Thanks again for all the valuable input on the working groups.
Thomas


______________________________________________________________________
Tim Dudgeon:

Hi All,

Here are some thoughts on what we can do to create a useful directory of 
OpenTox services.
I'd welcome feedback on this.

1. List of services
See first sheet here:
https://docs.google.com/spreadsheets/d/13RlxLQWunwJAvvjPQWDSciokUnZQhz0vCQyMyBt4jNI/edit#gid=0
Whilst a useful start, its probably not that useful at present.
It would benefit from a more complete description of each service, 
including a description of the methodology behind the prediction 
services, and other aspects that differentiate the services.
And maybe some other columns could be useful (please suggest).

2. List of models
A service on its own isn't much use to a user. Its presumably the 
ability to use a model within a service to generate predictions that's 
of real use. Therefore it would be useful to somehow catalog the 
available models in each service.

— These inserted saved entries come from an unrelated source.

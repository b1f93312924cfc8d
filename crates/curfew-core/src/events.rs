//! Core events emitted by the engine

use curfew_api::{BreachKind, SessionEndReason, TightenKind};
use curfew_util::{ClockError, SessionId};
use std::time::Duration;

/// Events emitted by one engine tick, in the order they happened
#[derive(Debug, Clone, PartialEq)]
pub enum CoreEvent {
    /// The probe reported the user active after being idle
    SessionStarted { session_id: SessionId },

    /// Session has ended
    SessionEnded {
        session_id: SessionId,
        reason: SessionEndReason,
        duration: Duration,
    },

    /// A limit was breached and the screen must be locked
    LockDue {
        breach: BreachKind,
        used: Duration,
        limit: Duration,
    },

    /// A limit was breached inside the lock cooldown
    LockSuppressed {
        breach: BreachKind,
        used: Duration,
        cooldown_remaining: Duration,
    },

    /// A limit was lowered
    Tightened {
        kind: TightenKind,
        breach: BreachKind,
        limit: Duration,
    },

    /// A limit grew back toward its baseline
    Relaxed {
        breach: BreachKind,
        limit: Duration,
        recovered: bool,
    },

    /// A notification passed the throttle and should be sent
    NotifyDue { message: String },

    /// Today's date was unavailable; nothing was accumulated this tick
    ClockUnavailable { error: ClockError },
}
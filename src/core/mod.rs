//! Core types for handoff-update.
//!
//! Currently this module hosts the crate-wide error type. Every public
//! operation in the crate reports failures through [`UpdateError`]; see
//! [`error`] for the taxonomy and the propagation policy.

pub mod error;

pub use error::UpdateError;
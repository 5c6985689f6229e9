//! Cross-platform utilities.

pub mod platform;
//! Dotted-version comparison.
//!
//! Versions handled here are plain dotted sequences of non-negative
//! integers (`"1.2.10"`), compared numerically component by component.
//! This is deliberately not semver: there are no pre-release or build
//! segments, and a two-component version like `"1.2"` is valid and equal
//! to `"1.2.0"` (missing trailing components compare as zero).
//!
//! Malformed components are hard errors, never guessed at: `"1.a.0"`
//! fails with [`UpdateError::MalformedVersion`] rather than comparing as
//! `"1.0.0"`.
//!
//! # Examples
//!
//! ```rust
//! use std::cmp::Ordering;
//! use handoff_update::version::VersionComparator;
//!
//! # fn example() -> Result<(), handoff_update::UpdateError> {
//! assert_eq!(VersionComparator::compare("1.2.3", "1.2.10")?, Ordering::Less);
//! assert_eq!(VersionComparator::compare("1.2", "1.2.0")?, Ordering::Equal);
//! assert!(VersionComparator::needs_update("0.9.9", "1.0.0")?);
//! # Ok(())
//! # }
//! # example().unwrap();
//! ```

use std::cmp::Ordering;

use crate::core::UpdateError;

/// Comparison operations over dotted version strings.
///
/// All methods are associated functions; nothing is cached between calls.
pub struct VersionComparator;

impl VersionComparator {
    /// Compare two dotted version strings numerically.
    ///
    /// Components are compared as integers from most-significant to
    /// least; the shorter version is conceptually padded with zeros, so
    /// `"1.2"` and `"1.2.0"` are equal. Leading zeros are insignificant
    /// (`"01"` equals `"1"`).
    ///
    /// # Errors
    ///
    /// Returns [`UpdateError::MalformedVersion`] if either string
    /// contains a component that is not a non-negative integer. The empty
    /// string splits to a single empty component and is malformed.
    pub fn compare(a: &str, b: &str) -> Result<Ordering, UpdateError> {
        let left = Self::parse_components(a)?;
        let right = Self::parse_components(b)?;

        let length = left.len().max(right.len());
        for i in 0..length {
            let l = left.get(i).copied().unwrap_or(0);
            let r = right.get(i).copied().unwrap_or(0);
            match l.cmp(&r) {
                Ordering::Equal => {}
                ordering => return Ok(ordering),
            }
        }
        Ok(Ordering::Equal)
    }

    /// Whether `latest` is strictly newer than `current`.
    ///
    /// Equivalent to `compare(current, latest) == Ordering::Less`; equal
    /// versions never need an update.
    ///
    /// # Errors
    ///
    /// Propagates [`UpdateError::MalformedVersion`] from either operand.
    pub fn needs_update(current: &str, latest: &str) -> Result<bool, UpdateError> {
        Ok(Self::compare(current, latest)? == Ordering::Less)
    }

    fn parse_components(version: &str) -> Result<Vec<u64>, UpdateError> {
        version
            .split('.')
            .map(|component| {
                component.parse::<u64>().map_err(|_| UpdateError::MalformedVersion {
                    version: version.to_string(),
                    component: component.to_string(),
                })
            })
            .collect()
    }
}
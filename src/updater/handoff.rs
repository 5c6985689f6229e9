//! Child-process construction for the update handoff.
//!
//! The spawned updater program receives exactly four positional
//! arguments, in order:
//!
//! 1. the download URL of the new application artifact
//! 2. the absolute path of the old (currently running) artifact
//! 3. the absolute path to write the new artifact to
//! 4. a restart flag: the literal `"true"`, or the empty string for
//!    "do not restart" (never `"false"`; the updater's argument parsing
//!    is an external contract preserved verbatim)
//!
//! A `.jar` artifact is run through the Java launcher; anything else is
//! executed directly. Standard streams are detached since the child is
//! expected to outlive the parent process.

use std::path::Path;
use std::process::Stdio;

use tokio::process::Command;

use crate::utils::platform;

/// Render the restart flag the way the updater program expects it.
pub(crate) fn restart_flag(restart: bool) -> &'static str {
    if restart { "true" } else { "" }
}

/// Build the updater invocation for one handoff.
///
/// The command is fully constructed but not spawned; the caller owns the
/// spawn so it can map failures and decide what to report.
pub(crate) fn handoff_command(
    updater_artifact: &Path,
    download_url: &str,
    old_artifact: &Path,
    new_artifact: &Path,
    restart: bool,
) -> Command {
    let mut command = if platform::is_jar(updater_artifact) {
        let mut command = Command::new(platform::java_command());
        command.arg("-jar").arg(updater_artifact);
        command
    } else {
        Command::new(updater_artifact)
    };

    command
        .arg(download_url)
        .arg(old_artifact)
        .arg(new_artifact)
        .arg(restart_flag(restart))
        .stdin(Stdio::null())
        .stdout(Stdio::null())
        .stderr(Stdio::null());

    command
}
//! Release-asset resolution over the GitHub releases API.
//!
//! [`ReleaseResolver`] issues a single GET against a latest-release
//! endpoint and extracts the download URL of the first attached asset,
//! the companion updater binary. No other release metadata (tag name,
//! changelog) is retained, and no retries are performed; retry policy
//! belongs to the caller.
//!
//! The only timeout in the crate lives here: a 10-second connect timeout
//! on the HTTP client.

use std::path::Path;
use std::time::Duration;

use reqwest::header::{ACCEPT, CONTENT_TYPE};
use serde::Deserialize;
use tracing::{debug, info};

use crate::core::UpdateError;

/// The latest-release endpoint for the companion updater program.
const DEFAULT_ENDPOINT: &str =
    "https://api.github.com/repos/aig787/handoff-updater/releases/latest";

/// Seconds to wait for the release endpoint connection to establish.
const CONNECT_TIMEOUT_SECS: u64 = 10;

/// A single downloadable file attached to a release.
#[derive(Debug, Deserialize)]
struct ReleaseAsset {
    browser_download_url: String,
}

/// The subset of the latest-release response this crate consumes.
#[derive(Debug, Deserialize)]
struct LatestRelease {
    assets: Vec<ReleaseAsset>,
}

/// Resolves the latest published updater asset from a release endpoint.
///
/// The resolver owns one [`reqwest::Client`] configured with the connect
/// timeout and an identifying user-agent; constructing a resolver is
/// therefore fallible. The endpoint defaults to the official updater
/// repository and can be redirected with [`with_endpoint`], which is how
/// tests point it at a local mock server.
///
/// # Examples
///
/// ```rust,no_run
/// use handoff_update::ReleaseResolver;
///
/// # async fn example() -> Result<(), handoff_update::UpdateError> {
/// let resolver = ReleaseResolver::new()?;
/// let url = resolver.latest_asset_url().await?;
/// println!("updater asset: {url}");
/// # Ok(())
/// # }
/// ```
///
/// [`with_endpoint`]: ReleaseResolver::with_endpoint
pub struct ReleaseResolver {
    endpoint: String,
    client: reqwest::Client,
}

impl ReleaseResolver {
    /// Create a resolver against the default updater release endpoint.
    ///
    /// # Errors
    ///
    /// Returns [`UpdateError::Network`] if the HTTP client cannot be
    /// constructed.
    pub fn new() -> Result<Self, UpdateError> {
        Self::with_endpoint(DEFAULT_ENDPOINT)
    }

    /// Create a resolver against a custom latest-release endpoint.
    ///
    /// The endpoint must answer GitHub's latest-release JSON shape: an
    /// object with an `assets` array whose entries carry a
    /// `browser_download_url` string.
    ///
    /// # Errors
    ///
    /// Returns [`UpdateError::Network`] if the HTTP client cannot be
    /// constructed.
    pub fn with_endpoint(endpoint: impl Into<String>) -> Result<Self, UpdateError> {
        let user_agent = format!(
            "handoff-update/{} ({}; {})",
            env!("CARGO_PKG_VERSION"),
            std::env::consts::OS,
            std::env::consts::ARCH
        );
        let client = reqwest::Client::builder()
            .connect_timeout(Duration::from_secs(CONNECT_TIMEOUT_SECS))
            .user_agent(user_agent)
            .build()
            .map_err(|source| UpdateError::Network { source })?;

        Ok(Self {
            endpoint: endpoint.into(),
            client,
        })
    }

    /// The endpoint this resolver queries.
    pub fn endpoint(&self) -> &str {
        &self.endpoint
    }

    /// Fetch the download URL of the first asset of the latest release.
    ///
    /// Issues exactly one GET; nothing is cached and nothing is retried.
    ///
    /// # Errors
    ///
    /// - [`UpdateError::Network`] on a transport failure (connect,
    ///   timeout, body read)
    /// - [`UpdateError::Upstream`] on any non-success HTTP status
    /// - [`UpdateError::ResponseFormat`] when the body is not the
    ///   expected JSON shape or the release has no assets
    pub async fn latest_asset_url(&self) -> Result<String, UpdateError> {
        debug!("Fetching latest release from {}", self.endpoint);

        let response = self
            .client
            .get(&self.endpoint)
            .header(ACCEPT, "application/vnd.github.v3+json")
            .header(CONTENT_TYPE, "application/json")
            .send()
            .await
            .map_err(|source| UpdateError::Network { source })?;

        let status = response.status();
        if !status.is_success() {
            return Err(UpdateError::Upstream {
                status: status.as_u16(),
            });
        }

        let body = response
            .text()
            .await
            .map_err(|source| UpdateError::Network { source })?;

        let release: LatestRelease =
            serde_json::from_str(&body).map_err(|e| UpdateError::ResponseFormat {
                reason: e.to_string(),
            })?;

        let asset = release.assets.first().ok_or_else(|| UpdateError::ResponseFormat {
            reason: "release has no assets".to_string(),
        })?;

        debug!("Resolved latest asset: {}", asset.browser_download_url);
        Ok(asset.browser_download_url.clone())
    }

    /// Copy the resource at `url` into `destination`, overwriting any
    /// existing file.
    ///
    /// This is the direct byte copy used to place the updater artifact on
    /// disk. The whole body is buffered before the write; updater
    /// binaries are small enough that streaming buys nothing here.
    ///
    /// # Errors
    ///
    /// Returns [`UpdateError::Download`] if the GET fails, answers a
    /// non-success status, the body cannot be read, or the bytes cannot
    /// be written to `destination`.
    pub async fn download(&self, url: &str, destination: &Path) -> Result<(), UpdateError> {
        info!("Downloading {} to {}", url, destination.display());

        let download_error = |reason: String| UpdateError::Download {
            url: url.to_string(),
            reason,
        };

        let response = self
            .client
            .get(url)
            .send()
            .await
            .map_err(|e| download_error(e.to_string()))?;

        let status = response.status();
        if !status.is_success() {
            return Err(download_error(format!("asset endpoint returned HTTP {status}")));
        }

        let bytes = response
            .bytes()
            .await
            .map_err(|e| download_error(e.to_string()))?;

        tokio::fs::write(destination, &bytes)
            .await
            .map_err(|e| download_error(format!("writing {}: {e}", destination.display())))?;

        debug!("Wrote {} bytes to {}", bytes.len(), destination.display());
        Ok(())
    }
}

But new models can be created on the 
fly, and just because a user has created a model doesn't mean its any 
use, so maintaining a useful catalog for this across all services would 
be almost impossible.
But maybe we can handle this if we treat this on the basis of "approved" 
models, which have been generated from "approved" datasets (see next 
section) and have been "validated" (in the sense of having been shown to 
generate reasonable results).
Do you think this is possible/reasonable to try to achieve?

3. List of datasets
If predictions are to be comparable between different services then they 
need to be based on the same datasets.
Therefore it might be useful to prepare a list of "approved" datasets 
that can be use to make models, and to have those datasets available in 
standard formats.
This way each service could generate predictive models using these 
"standard" datasets, and this can allow different models to be compared. 
These could form the core of the "List of models" described above.
These standard datasets would not be restricted to those within OpenTox, 
but would include ones from ToxCast, Tox21 and other places.
Do you think this is possible/reasonable to try to achieve?


I welcome any thoughts on any of this.